The analysis from Figure 7 shows that about 80% of the observed lithofacies in wells of KF2 oil field are packstone, with some traces of mud, clay and fine silt size carbonates. Therefore explains a gradual change in the original grainstones and packstone structure of the reservoir at the time of deposition as earlier explained by Majid and Veizer . Other wells observed however indicate moldic grainstones which is a sharp deviation from the original depositional facies of the reservoir and therefore verifies the dissolution of a pre-existing constituents of the KF2carbonates through the various drilling and production activities over the years.
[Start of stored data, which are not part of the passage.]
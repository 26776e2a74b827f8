// SPDX-License-Identifier: AGPL-3.0-or-later
// SPDX-FileCopyrightText: 2025 Jonathan D.A. Jewell
//! Error types for the Blueprint core

use thiserror::Error;

/// Result alias for Blueprint operations
pub type Result<T> = std::result::Result<T, Error>;

/// Errors raised at the library boundary
#[derive(Debug, Error)]
pub enum Error {
    /// Import document could not be parsed or violates graph invariants
    #[error("malformed document: {0}")]
    MalformedDocument(String),

    /// The dependency graph has a cycle, so no tier assignment exists
    #[error("cyclic graph: node {node} is part of a dependency cycle")]
    CyclicGraph {
        /// Index of a node on the cycle
        node: usize,
    },

    /// Tiering input references a node index outside the node list
    #[error("edge {index} ({from} -> {to}) is out of range for {node_count} nodes")]
    EdgeOutOfRange {
        /// Position of the edge in the input
        index: usize,
        /// Source index
        from: usize,
        /// Target index
        to: usize,
        /// Number of nodes
        node_count: usize,
    },

    /// Template data breaks the index or layout rules
    #[error("invalid template {template}: {reason}")]
    InvalidTemplate {
        /// Template ID
        template: String,
        /// What is wrong
        reason: String,
    },

    /// No template with this ID in the library
    #[error("unknown template: {0}")]
    UnknownTemplate(String),

    /// Ghost index outside the overlay
    #[error("unknown ghost node: {0}")]
    UnknownGhost(usize),

    /// Serialization failure
    #[error("serde error: {0}")]
    Json(#[from] serde_json::Error),
}

impl Error {
    pub(crate) fn malformed(reason: impl Into<String>) -> Self {
        Self::MalformedDocument(reason.into())
    }
}

#[cfg(test)]
mod tests {
    use super::*;

    #[test]
    fn test_messages() {
        let err = Error::EdgeOutOfRange {
            index: 2,
            from: 0,
            to: 9,
            node_count: 3,
        };
        assert_eq!(err.to_string(), "edge 2 (0 -> 9) is out of range for 3 nodes");
        assert_eq!(
            Error::malformed("missing `nodes` array").to_string(),
            "malformed document: missing `nodes` array"
        );
    }

    #[test]
    fn test_json_errors_convert() {
        let parse: std::result::Result<serde_json::Value, _> = serde_json::from_str("{");
        let err: Error = parse.unwrap_err().into();
        assert!(matches!(err, Error::Json(_)));
    }
}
Carbonate formation studied
The variability and heterogeneity features of carbonate reservoir from pore to reservoir scale create a significant problem covering data acquisition, petrophysical evaluation and consequently reservoir description . They further explained that the variation in properties of Carbonate facies and their pore character often control the distributions of net pay, porosity and hydrocarbon saturation. Generally, pore character rules carbonate reservoir quality, which is different in sandstone reservoir where variations in mineralogy, grainsize distribution and sorting, texture and degree of indurations governs the reservoir quality [10-12].
From the above stated, it is authoritative that diagenetic activities such as compaction, cementation, dolomitization, dissolution and leaching which have a significant effect on the pore structure are minimized by using efficient drilling and production techniques. However, it is important to note that diagenetic activities such as dissolution and leaching could either enhance or decrease the connectivity or permeability of the pores in a carbonate reservoir. Drilling activities such as the effect of drilling bits, reactions from the combination of drilling fluids with reservoir fluids and well completion activities could also destroy the natural micro-pores of a carbonate reservoir, dissolve the inherent fractures in the reservoir and hence reduce the connectivity of the pores or further destroy the inter-crystalline structure. All these will reduce the flow rate in the reservoir and consequently decrease the performance and production rate of the well. KF2oil field is presently suffering some form of petrophysical changes because of dissolution and leaching of the natural fractures that formed originally with the reservoir at deposition. This will consequently reduce the pore connectivity, flow rate of the hydrocarbon fluids and the production of the oil field.
Fractures and vugs usually contribute to the secondary porosity of carbonate reservoirs thus creating a dual or sometimes triple porosity model for carbonate rocks in addition to the primary porosity derived from the matrix structure of the rock. Carbonate reservoir generally are either fractures or non-fractured (tight) during sedimentation, further diagenetic activities after sedimentation results in the formation of some of these micro-pore features. The cementation exponent “m” of a carbonate reservoir as well as data obtained from wireline logs are usually been used with Archie’s equation to distinguish these features. This study has however further shown that these features changes from the natural fractures to complex vugs overtime as the reservoir ages and the production years increases. It is therefore necessary that production engineers adopt production and recovery techniques that will preserve the natural fractures that were formed during deposition and sedimentation period of the reservoir.